Main Discussion Area > HowTo's and Build-a-longs
Knife Sheath Sewalong (Pic Heavy)
madcrow:
When the glue has dried, I move to the drill press and bore the holes for sewing. Sorry, no pics of that. Now, for the wholes. You want a tight fit with the thread used. It looks nicer if the thread does not show the holes, so some consideration needs to be given about the thread size and the needle size. If the holes are too big, there will be gaps around the thread. If they are too small, you will need a pair of pliers to pull the needle through. The largest drill bit I
use for this is 1/16". Most of the time I use some that are smaller. You can use a punch for the holes, drill and bit, or a dremel tool and a small bit. After the holes are drilled, I wet the inside of the sheath and use a penny to press the area around the holes. This will allow the thread to sink into the leather and avoid being cut by the knife.
Here I use another specialized tool. I made a leather thimble to push the needle through the holes.
madcrow:
Now the welt can be glued into place. I trimmed the bottom tip to leave about 1/8" of a hole in the tip of the sheath. Just in case somebody gets in deep water or gets caught in the rain, there will be a way for water to drain. I put the glue around the edges, being careful not to go past where the welt will be. That will keep glue off the knife blade. Add a few spring clamps and wait about 20 minutes for the glue to cure.

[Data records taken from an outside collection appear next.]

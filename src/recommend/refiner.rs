//! Nearest-neighbor consensus over the ranked candidate list.
//!
//! Each candidate is its own label, so a vote answers "which existing
//! candidate does this point sit closest to".

use std::cmp::Ordering;
use std::collections::HashMap;

use super::similarity::cosine_similarity;
use super::vectorizer::FeatureVector;
use super::RecommendError;

/// Distance used to find neighbors
#[derive(Debug, Clone, Copy, Default, PartialEq, Eq)]
pub enum DistanceMetric {
    /// 1 - cosine similarity
    #[default]
    Cosine,
    Euclidean,
}

impl DistanceMetric {
    fn distance(&self, a: &FeatureVector, b: &FeatureVector) -> f64 {
        match self {
            DistanceMetric::Cosine => 1.0 - cosine_similarity(a, b),
            DistanceMetric::Euclidean => {
                let diff = &a.view() - &b.view();
                diff.dot(&diff).sqrt()
            }
        }
    }
}

/// Fitted (vector, label) pairs for one invocation
#[derive(Debug, Clone, Default)]
pub struct NeighborModel<'a> {
    metric: DistanceMetric,
    points: &'a [FeatureVector],
    labels: Vec<usize>,
}

impl<'a> NeighborModel<'a> {
    pub fn new(metric: DistanceMetric) -> Self {
        Self {
            metric,
            points: &[],
            labels: Vec::new(),
        }
    }

    /// Stores the training points. kNN defers all work to prediction time.
    pub fn fit(
        &mut self,
        vectors: &'a [FeatureVector],
        labels: &[usize],
    ) -> Result<(), RecommendError> {
        if vectors.len() != labels.len() {
            return Err(RecommendError::DimensionMismatch {
                vectors: vectors.len(),
                labels: labels.len(),
            });
        }

        self.points = vectors;
        self.labels = labels.to_vec();
        Ok(())
    }

    /// Number of fitted points
    pub fn len(&self) -> usize {
        self.labels.len()
    }

    pub fn is_empty(&self) -> bool {
        self.labels.is_empty()
    }

    /// Majority label among the `k` fitted points closest to `query`.
    ///
    /// Uses every point when `k` exceeds the fitted count; a `k` of zero
    /// counts as one. Returns `None` only if nothing was fitted.
    pub fn predict(&self, query: &FeatureVector, k: usize) -> Option<usize> {
        if self.is_empty() {
            return None;
        }

        let mut distances: Vec<(f64, usize)> = self
            .points
            .iter()
            .zip(&self.labels)
            .map(|(point, &label)| (self.metric.distance(query, point), label))
            .collect();

        // Stable, so equidistant points keep insertion order
        distances.sort_by(|a, b| a.0.partial_cmp(&b.0).unwrap_or(Ordering::Equal));

        let k = k.clamp(1, distances.len());
        let labels: Vec<usize> = distances[..k].iter().map(|(_, label)| *label).collect();
        majority_vote(&labels)
    }
}

/// Most frequent label; ties go to the label encountered first
fn majority_vote(labels: &[usize]) -> Option<usize> {
    let mut counts: HashMap<usize, usize> = HashMap::new();
    let mut order: Vec<usize> = Vec::new();

    for &label in labels {
        let count = counts.entry(label).or_insert(0);
        if *count == 0 {
            order.push(label);
        }
        *count += 1;
    }

    let mut best: Option<(usize, usize)> = None;
    for label in order {
        let count = counts[&label];
        match best {
            Some((_, best_count)) if count <= best_count => {}
            _ => best = Some((label, count)),
        }
    }

    best.map(|(label, _)| label)
}
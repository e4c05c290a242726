use sqlx::{postgres::PgPoolOptions, PgPool};

/// Creates a PostgreSQL connection pool
///
/// The pool is shared by every request; each request reads the catalog once
/// and hands the snapshot to the recommendation engine.
pub async fn create_pool(database_url: &str) -> anyhow::Result<PgPool> {
    let pool = PgPoolOptions::new()
        .max_connections(5)
        .connect(database_url)
        .await?;

    tracing::info!("Connected to PostgreSQL");

    Ok(pool)
}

The glue has dried, and I snuck out to the building and bored the holes for sewing and the holes for the rivets. That is also where the tracing wheel comes in handy. It left evenly spaced divets, which is great for boring or punching holes. Because of the thickness of the leather, I used every other divet. With thinner leather, you can use every hole if you want.
I used artificial sinew fo this one. I start in the rivet hole on the end. You can do a saddle stitch or a running stitch, which ever you want. If you choose the sdlle stitch, start in the middle of the sheath and work toward the rivet hole. I don't tie the string or knot it yet. I sew half way down the sheath, then turn and come back to the first rivet hole. This is just a precaution. If the sinew gets cut accidently, only half of it will need to be replaced.
madcrow:
Now back at the hole, you have two strings. Just tie them in an overhand knot and add a couple drops of superglue. The rivet will hide the knot and trap the string in place.
Now go do the same thing to the other end and add the rivets of choice.
madcrow:
There are several options for finishing the sheath. Dying, clear coat, wax. I am just going to cover the hot wax dip for now. Wrap the knife in cling wrap, but not too much. The sheath will be formed to the knife so you don't want it too bulky.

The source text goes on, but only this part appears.